ISHR’s Indigenous Peoples' Rights Program hosted the International Seminar on Indigenous Peoples' Rights at Columbia University on May 14th & 15th. The Seminar discussed the causes of conflict, their impact and the challenges in peace building and conflict resolution, the international legal framework, lessons-learnt from national and regional experiences, as well as positive initiatives. A number of recommendations surfaced identifying opportunities and mechanisms for conflict prevention and resolution.
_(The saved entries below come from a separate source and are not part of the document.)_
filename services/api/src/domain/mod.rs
pub mod repository;
pub mod types;
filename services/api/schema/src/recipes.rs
use sea_orm::entity::prelude::*;

/// Recipe. `author_id` is set to NULL when the author is deleted.
#[derive(Clone, Debug, PartialEq, Eq, DeriveEntityModel)]
#[sea_orm(table_name = "recipes")]
pub struct Model {
    #[sea_orm(primary_key)]
    pub id: i32,
    pub name: String,
    pub author_id: Option<i32>,
    pub image: String,
    pub description: String,
    pub cooking_time: i16,
    pub pub_date: chrono::DateTime<chrono::Utc>,
}

#[derive(Copy, Clone, Debug, EnumIter, DeriveRelation)]
pub enum Relation {
    #[sea_orm(
        belongs_to = "super::users::Entity",
        from = "Column::AuthorId",
        to = "super::users::Column::Id",
        on_delete = "SetNull"
    )]
    Author,
    #[sea_orm(has_many = "super::recipe_tags::Entity")]
    RecipeTags,
    #[sea_orm(has_many = "super::amount_ingredients::Entity")]
    AmountIngredients,
    #[sea_orm(has_many = "super::favorites::Entity")]
    Favorites,
    #[sea_orm(has_many = "super::carts::Entity")]
    Carts,
}

impl Related<super::users::Entity> for Entity {
    fn to() -> RelationDef {
        Relation::Author.def()
    }
}

impl Related<super::recipe_tags::Entity> for Entity {
    fn to() -> RelationDef {
        Relation::RecipeTags.def()
    }
}

impl Related<super::amount_ingredients::Entity> for Entity {
    fn to() -> RelationDef {
        Relation::AmountIngredients.def()
    }
}

impl Related<super::favorites::Entity> for Entity {
    fn to() -> RelationDef {
        Relation::Favorites.def()
    }
}

impl Related<super::carts::Entity> for Entity {
    fn to() -> RelationDef {
        Relation::Carts.def()
    }
}

impl ActiveModelBehavior for ActiveModel {}
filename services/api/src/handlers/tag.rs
use axum::{
    Json,
    extract::{Path, State},
    http::StatusCode,
};
use serde::{Deserialize, Serialize};

use foodgram_auth_types::identity::IdentityHeaders;

use crate::domain::types::Tag;
use crate::error::ApiError;
use crate::state::AppState;
use crate::usecase::tag::{CreateTagInput, CreateTagUseCase, GetTagUseCase, ListTagsUseCase};

#[derive(Deserialize)]
pub struct CreateTagRequest {
    pub name: String,
    pub color: String,
    pub slug: String,
}

#[derive(Serialize)]
pub struct TagResponse {
    pub id: i32,
    pub name: String,
    pub color: String,
    pub slug: String,
}

impl From<Tag> for TagResponse {
    fn from(tag: Tag) -> Self {
        Self {
            id: tag.id,
            name: tag.name,
            color: tag.color,
            slug: tag.slug,
        }
    }
}

// ── GET /tags ────────────────────────────────────────────────────────────────

pub async fn get_tags(State(state): State<AppState>) -> Result<Json<Vec<TagResponse>>, ApiError> {
    let uc = ListTagsUseCase {
        tags: state.tag_repo(),
    };
    let tags = uc.execute().await?;
    Ok(Json(tags.into_iter().map(TagResponse::from).collect()))
}

// ── GET /tags/{id} ───────────────────────────────────────────────────────────

pub async fn get_tag(
    State(state): State<AppState>,
    Path(tag_id): Path<i32>,
) -> Result<Json<TagResponse>, ApiError> {
    let uc = GetTagUseCase {
        tags: state.tag_repo(),
    };
    Ok(Json(uc.execute(tag_id).await?.into()))
}

// ── POST /tags ───────────────────────────────────────────────────────────────

pub async fn create_tag(
    identity: IdentityHeaders,
    State(state): State<AppState>,
    Json(body): Json<CreateTagRequest>,
) -> Result<(StatusCode, Json<TagResponse>), ApiError> {
    let uc = CreateTagUseCase {
        tags: state.tag_repo(),
        users: state.user_repo(),
    };
    let tag = uc
        .execute(
            identity.user_id,
            identity.is_staff(),
            CreateTagInput {
                name: body.name,
                color: body.color,
                slug: body.slug,
            },
        )
        .await?;
    Ok((StatusCode::CREATED, Json(tag.into())))
}
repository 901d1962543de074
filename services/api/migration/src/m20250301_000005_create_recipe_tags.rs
use sea_orm_migration::prelude::*;

#[derive(DeriveMigrationName)]
pub struct Migration;

#[async_trait::async_trait]
impl MigrationTrait for Migration {
    async fn up(&self, manager: &SchemaManager) -> Result<(), DbErr> {
        manager
            .create_table(
                Table::create()
                    .table(RecipeTags::Table)
                    .if_not_exists()
                    .col(ColumnDef::new(RecipeTags::RecipeId).integer().not_null())
                    .col(ColumnDef::new(RecipeTags::TagId).integer().not_null())
                    .primary_key(
                        Index::create()
                            .col(RecipeTags::RecipeId)
                            .col(RecipeTags::TagId),
                    )
                    .foreign_key(
                        ForeignKey::create()
                            .from(RecipeTags::Table, RecipeTags::RecipeId)
                            .to(Recipes::Table, Recipes::Id)
                            .on_delete(ForeignKeyAction::Cascade),
                    )
                    .foreign_key(
                        ForeignKey::create()
                            .from(RecipeTags::Table, RecipeTags::TagId)
                            .to(Tags::Table, Tags::Id)
                            .on_delete(ForeignKeyAction::Cascade),
                    )
                    .to_owned(),
            )
            .await
    }

    async fn down(&self, manager: &SchemaManager) -> Result<(), DbErr> {
        manager
            .drop_table(Table::drop().table(RecipeTags::Table).to_owned())
            .await
    }
}

#[derive(Iden)]
enum RecipeTags {
    Table,
    RecipeId,
    TagId,
}

#[derive(Iden)]
enum Recipes {
    Table,
    Id,
}

#[derive(Iden)]
enum Tags {
    Table,
    Id,
}
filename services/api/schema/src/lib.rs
//! sea-orm entities for the Foodgram API database.

pub mod amount_ingredients;
pub mod carts;
pub mod favorites;
pub mod ingredients;
pub mod recipe_tags;
pub mod recipes;
pub mod subscriptions;
pub mod tags;
pub mod users;
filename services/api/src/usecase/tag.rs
use foodgram_domain::validate::{
    has_max_len, is_single_alphabet_name, is_valid_slug, normalize_hex_color,
};

use crate::domain::repository::{TagRepository, UserRepository};
use crate::domain::types::{NewTag, Tag};
use crate::error::ApiError;
use crate::usecase::user::require_active;

pub const TAG_NAME_MAX_LEN: usize = 64;
pub const TAG_SLUG_MAX_LEN: usize = 64;

pub struct CreateTagInput {
    pub name: String,
    pub color: String,
    pub slug: String,
}

/// Check and normalize a tag payload.
pub fn validate_tag(input: CreateTagInput) -> Result<NewTag, ApiError> {
    let name = input.name.trim().to_lowercase();
    if !has_max_len(&name, TAG_NAME_MAX_LEN) || !is_single_alphabet_name(&name) {
        return Err(ApiError::validation(format!(
            "name must be at most {TAG_NAME_MAX_LEN} letters of one alphabet, spaces and hyphens"
        )));
    }
    let color = normalize_hex_color(&input.color)
        .ok_or_else(|| ApiError::validation("color must be a hex color like #E26C2D"))?;
    let slug = input.slug.trim();
    if !has_max_len(slug, TAG_SLUG_MAX_LEN) || !is_valid_slug(slug) {
        return Err(ApiError::validation(
            "slug must be lower-case letters, digits, '-' or '_'",
        ));
    }
    Ok(NewTag {
        name,
        color,
        slug: slug.to_owned(),
    })
}

// ── CreateTag ────────────────────────────────────────────────────────────────

pub struct CreateTagUseCase<T: TagRepository, U: UserRepository> {
    pub tags: T,
    pub users: U,
}

impl<T: TagRepository, U: UserRepository> CreateTagUseCase<T, U> {
    pub async fn execute(
        &self,
        user_id: i32,
        is_staff: bool,
        input: CreateTagInput,
    ) -> Result<Tag, ApiError> {
        if !is_staff {
            return Err(ApiError::Forbidden);
        }
        let new = validate_tag(input)?;
        require_active(&self.users, user_id).await?;
        self.tags.create(&new).await
    }
}

// ── GetTag ───────────────────────────────────────────────────────────────────

pub struct GetTagUseCase<T: TagRepository> {
    pub tags: T,
}

impl<T: TagRepository> GetTagUseCase<T> {
    pub async fn execute(&self, id: i32) -> Result<Tag, ApiError> {
        self.tags
            .find_by_id(id)
            .await?
            .ok_or(ApiError::TagNotFound)
    }
}

// ── ListTags ─────────────────────────────────────────────────────────────────

pub struct ListTagsUseCase<T: TagRepository> {
    pub tags: T,
}

impl<T: TagRepository> ListTagsUseCase<T> {
    pub async fn execute(&self) -> Result<Vec<Tag>, ApiError> {
        self.tags.list().await
    }
}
The seminar included keynotes and panels on conflict, peace and the human rights of Indigenous peoples, legal and policy challenges in contemporary non-international armed conflicts, regional perspectives and case studies from Central and South America, North America, the Arctic, Russia, the Pacific, Asia and Africa, Indigenous women and conflict, tools for peace sustainability for Indigenous peoples, the deliberate destruction of cultural heritage, and UN and other intergovernmental actions for achieving peace regarding Indigenous peoples. The Seminar explored opportunities we can seize to make progress in this area and what recommendations we can make to various parties.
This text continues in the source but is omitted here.